### What needs to be done
In the material below, find all lines with the string "entry" and copy them.

### Available data
impl DescriptorSubtype {
    /// Decode a raw subtype code.
    #[must_use]
    pub const fn from_code(code: u8) -> Self {
        match code {
            0x04 => Self::Uncompressed,
            0x06 => Self::Mjpeg,
            0x10 => Self::FrameBased,
            0x12 => Self::StreamBased,
            other => Self::Other(other),
        }
    }

    /// Raw subtype code.
    #[must_use]
    pub const fn code(self) -> u8 {
        match self {
            Self::Uncompressed => 0x04,
            Self::Mjpeg => 0x06,
            Self::FrameBased => 0x10,
            Self::StreamBased => 0x12,
            Self::Other(code) => code,
        }
    }

    /// Subtype a kernel driver would have parsed a format with this `FourCC` from.
    #[must_use]
    pub fn from_fourcc(fourcc: FourCC) -> Self {
        match fourcc {
            FourCC::MJPG => Self::Mjpeg,
            FourCC::H264 => Self::FrameBased,
            _ => Self::Uncompressed,
        }
    }

    /// Frame format to request when streaming a descriptor of this subtype.
    #[must_use]
    pub const fn frame_format(self) -> FrameFormat {
        match self {
            Self::Mjpeg => FrameFormat::Mjpeg,
            Self::FrameBased => FrameFormat::H264,
            _ => FrameFormat::Uncompressed,
        }
    }
}

/// One frame size offered by a format descriptor.
#[derive(Debug, Clone, PartialEq, Eq)]
pub struct FrameDescriptor {
    /// `bFrameIndex`, 1-based.
    pub index: u8,
    /// Frame width in pixels.
    pub width: u32,
    /// Frame height in pixels.
    pub height: u32,
    /// `dwDefaultFrameInterval` in 100 ns units.
    pub default_frame_interval: u32,
    /// Supported frame intervals in 100 ns units.
    pub intervals: Vec<u32>,
}

impl FrameDescriptor {
    /// Frame rate of the default interval, if the interval is non-zero.
    #[must_use]
    pub fn default_fps(&self) -> Option<u32> {
        INTERVAL_UNITS_PER_SECOND.checked_div(self.default_frame_interval)
    }

    /// Whether the frame can be streamed at `fps`.
    ///
    /// A descriptor without an interval list accepts any rate.
    #[must_use]
    pub fn supports_fps(&self, fps: u32) -> bool {
        self.intervals.is_empty()
            || self
                .intervals
                .iter()
                .any(|&interval| INTERVAL_UNITS_PER_SECOND.checked_div(interval) == Some(fps))
    }
}

/// A VideoStreaming format descriptor and its frames.
#[derive(Debug, Clone, PartialEq, Eq)]
pub struct FormatDescriptor {
    /// `bFormatIndex`, 1-based.
    pub index: u8,
    /// Descriptor subtype.
    pub subtype: DescriptorSubtype,
    /// Pixel format code.
    pub fourcc: FourCC,
    /// `bDefaultFrameIndex`.
    pub default_frame_index: u8,
    /// Frame descriptors belonging to this format.
    pub frames: Vec<FrameDescriptor>,
}
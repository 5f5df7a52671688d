//! INI file configuration adapter.

use crate::ports::config_port::ConfigPort;
use configparser::ini::Ini;
use std::path::Path;

pub struct FileConfigAdapter {
    config: Ini,
}

impl FileConfigAdapter {
    pub fn from_file<P: AsRef<Path>>(path: P) -> std::io::Result<Self> {
        let mut config = Ini::new();
        config.load(path).map_err(|e| std::io::Error::other(e))?;
        Ok(Self { config })
    }

    pub fn from_string(content: &str) -> Result<Self, String> {
        let mut config = Ini::new();
        config.read(content.to_string())?;
        Ok(Self { config })
    }

    /// Names of all sections present, lower-cased.
    pub fn sections(&self) -> Vec<String> {
        let mut names = self.config.sections();
        names.sort();
        names
    }

    fn parse_bool(value: &str) -> Option<bool> {
        match value.to_lowercase().as_str() {
            "true" | "yes" | "1" => Some(true),
            "false" | "no" | "0" => Some(false),
            _ => None,
        }
    }
}

impl ConfigPort for FileConfigAdapter {
    fn get_string(&self, section: &str, key: &str) -> Option<String> {
        self.config.get(section, key).map(|v| strip_inline_comment(&v))
    }

    fn get_int(&self, section: &str, key: &str, default: i64) -> i64 {
        self.get_string(section, key)
            .and_then(|v| v.parse::<i64>().ok())
            .unwrap_or(default)
    }

    fn get_double(&self, section: &str, key: &str, default: f64) -> f64 {
        self.get_string(section, key)
            .and_then(|v| v.parse::<f64>().ok())
            .unwrap_or(default)
    }

    fn get_bool(&self, section: &str, key: &str, default: bool) -> bool {
        self.get_string(section, key)
            .as_ref()
            .and_then(|v| Self::parse_bool(v))
            .unwrap_or(default)
    }
}

/// Drop a trailing `; comment` and surrounding whitespace.
fn strip_inline_comment(value: &str) -> String {
    match value.find(" ;") {
        Some(pos) => value[..pos].trim().to_string(),
        None => value.trim().to_string(),
    }
}
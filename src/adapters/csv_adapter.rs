//! CSV directory price adapter.
//!
//! Reads `{TICKER}.csv` files with a header row containing `date` and `close`
//! columns (other columns ignored). An empty close cell is a missing value.

use crate::domain::error::EtfEngineError;
use crate::domain::etf::normalize_ticker;
use crate::domain::price::{normalize_series, PricePoint};
use crate::ports::price_port::PricePort;
use chrono::NaiveDate;
use std::fs;
use std::path::PathBuf;

pub struct CsvPriceAdapter {
    base_path: PathBuf,
}

impl CsvPriceAdapter {
    pub fn new(base_path: PathBuf) -> Self {
        Self { base_path }
    }

    fn csv_path(&self, ticker: &str) -> PathBuf {
        self.base_path.join(format!("{}.csv", normalize_ticker(ticker)))
    }

    fn fetch_error(ticker: &str, reason: String) -> EtfEngineError {
        EtfEngineError::Fetch {
            ticker: ticker.to_string(),
            reason,
        }
    }

    /// Tickers that have a price file in the directory, sorted.
    pub fn list_tickers(&self) -> Result<Vec<String>, EtfEngineError> {
        let entries = fs::read_dir(&self.base_path).map_err(|e| EtfEngineError::DataFile {
            file: self.base_path.display().to_string(),
            reason: e.to_string(),
        })?;

        let mut tickers = Vec::new();
        for entry in entries {
            let entry = entry?;
            let name = entry.file_name();
            let name_str = name.to_string_lossy();
            if let Some(ticker) = name_str.strip_suffix(".csv") {
                tickers.push(ticker.to_string());
            }
        }

        tickers.sort();
        Ok(tickers)
    }
}

impl PricePort for CsvPriceAdapter {
    fn fetch_closes(
        &self,
        ticker: &str,
        start_date: NaiveDate,
        end_date: NaiveDate,
    ) -> Result<Vec<PricePoint>, EtfEngineError> {
        let path = self.csv_path(ticker);
        let content = fs::read_to_string(&path).map_err(|e| {
            Self::fetch_error(ticker, format!("failed to read {}: {}", path.display(), e))
        })?;

        let mut rdr = csv::Reader::from_reader(content.as_bytes());
        let headers = rdr
            .headers()
            .map_err(|e| Self::fetch_error(ticker, format!("CSV header error: {}", e)))?
            .clone();

        let column = |name: &str| {
            headers
                .iter()
                .position(|h| h.trim().eq_ignore_ascii_case(name))
                .ok_or_else(|| Self::fetch_error(ticker, format!("missing {} column", name)))
        };
        let date_col = column("date")?;
        let close_col = column("adj_close").or_else(|_| column("close"))?;

        let mut points = Vec::new();

        for result in rdr.records() {
            let record = result
                .map_err(|e| Self::fetch_error(ticker, format!("CSV parse error: {}", e)))?;

            let date_str = record.get(date_col).unwrap_or_default().trim();
            let date = NaiveDate::parse_from_str(date_str, "%Y-%m-%d").map_err(|e| {
                Self::fetch_error(ticker, format!("invalid date '{}': {}", date_str, e))
            })?;

            if date < start_date || date > end_date {
                continue;
            }

            let close_str = record.get(close_col).unwrap_or_default().trim();
            let close = if close_str.is_empty() || close_str.eq_ignore_ascii_case("nan") {
                None
            } else {
                Some(close_str.parse::<f64>().map_err(|e| {
                    Self::fetch_error(ticker, format!("invalid close '{}': {}", close_str, e))
                })?)
            };

            points.push(PricePoint { date, close });
        }

        normalize_series(&mut points);
        Ok(points)
    }
}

### Problem solution
        for entry in entries {
            let entry = entry?;
            let name = entry.file_name();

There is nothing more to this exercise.